** Opening Provided records block **

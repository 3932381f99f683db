//! Output writer: persists prompts and reports under unique names.

use super::naming::{
    ArtifactKind, artifact_file_name, parse_artifact_name, sequence_number, sequence_suffix,
    topic_slug, with_counter,
};
use crate::config::NamingPolicy;
use crate::error::{BsrsError, Result};
use crate::fs::{CreateOutcome, atomic_create_file};
use chrono::Utc;
use std::path::{Path, PathBuf};

/// Upper bound on name candidates tried before giving up.
const MAX_NAME_ATTEMPTS: u32 = 1000;

/// Identifies which template an artifact belongs to.
#[derive(Debug, Clone, PartialEq, Eq)]
pub struct ArtifactMeta {
    pub topic: String,
    pub phase: String,
    pub theme: String,
    pub step: u32,
}

impl ArtifactMeta {
    /// `phase/theme/step`, the form accepted on the command line.
    pub fn target(&self) -> String {
        format!("{}/{}/{}", self.phase, self.theme, self.step)
    }
}

/// Writes artifacts to `<root>/<topic-slug>/<phase>/`.
///
/// Files are created atomically and never replaced, so two writes with the
/// same metadata always produce two files.
#[derive(Debug, Clone)]
pub struct OutputWriter {
    root: PathBuf,
    naming: NamingPolicy,
}

impl OutputWriter {
    pub fn new(root: impl Into<PathBuf>, naming: NamingPolicy) -> Self {
        Self {
            root: root.into(),
            naming,
        }
    }

    /// Directory holding the artifacts of one topic and phase.
    pub fn artifact_dir(&self, topic: &str, phase: &str) -> PathBuf {
        self.root.join(topic_slug(topic)).join(phase)
    }

    /// Write `text` as a new artifact and return its path.
    ///
    /// # Returns
    ///
    /// * `Ok(PathBuf)` - Path of the newly created file
    /// * `Err(BsrsError::OutputWrite)` - I/O failure, or no free name found
    pub fn write(&self, meta: &ArtifactMeta, kind: ArtifactKind, text: &str) -> Result<PathBuf> {
        let dir = self.artifact_dir(&meta.topic, &meta.phase);

        let base = match self.naming {
            NamingPolicy::Timestamp => Utc::now().format("%Y%m%dT%H%M%S%3f").to_string(),
            NamingPolicy::Sequence => String::new(),
        };
        let mut next_sequence = match self.naming {
            NamingPolicy::Sequence => self.highest_sequence(&dir, meta, kind)? + 1,
            NamingPolicy::Timestamp => 0,
        };

        for attempt in 1..=MAX_NAME_ATTEMPTS {
            let suffix = match self.naming {
                NamingPolicy::Timestamp => with_counter(&base, attempt),
                NamingPolicy::Sequence => sequence_suffix(next_sequence),
            };
            let path = dir.join(artifact_file_name(&meta.theme, meta.step, kind, &suffix));

            match atomic_create_file(&path, text)? {
                CreateOutcome::Created => {
                    tracing::info!(path = %path.display(), kind = %kind, "wrote artifact");
                    return Ok(path);
                }
                CreateOutcome::AlreadyExists => {
                    tracing::debug!(path = %path.display(), "artifact name taken, trying next");
                    next_sequence += 1;
                }
            }
        }

        Err(BsrsError::output(
            dir,
            format!(
                "no free file name after {} attempts for {}",
                MAX_NAME_ATTEMPTS,
                meta.target()
            ),
        ))
    }

    /// Highest sequence counter already used for this artifact slot.
    fn highest_sequence(&self, dir: &Path, meta: &ArtifactMeta, kind: ArtifactKind) -> Result<u32> {
        if !dir.exists() {
            return Ok(0);
        }

        let entries = std::fs::read_dir(dir).map_err(|e| {
            BsrsError::output(dir, format!("failed to read output directory: {}", e))
        })?;

        let highest = entries
            .filter_map(|entry| entry.ok())
            .filter_map(|entry| entry.file_name().to_str().and_then(parse_artifact_name))
            .filter(|parsed| {
                parsed.theme == meta.theme && parsed.step == meta.step && parsed.kind == kind
            })
            .filter_map(|parsed| sequence_number(&parsed.suffix))
            .max()
            .unwrap_or(0);

        Ok(highest)
    }
}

** Closing Provided records block **

*Problem*:
Check each line of the records for the string "derive" and copy those that have it.

*Solution for this exercise*:
#[derive(Debug, Clone, PartialEq, Eq)]
#[derive(Debug, Clone)]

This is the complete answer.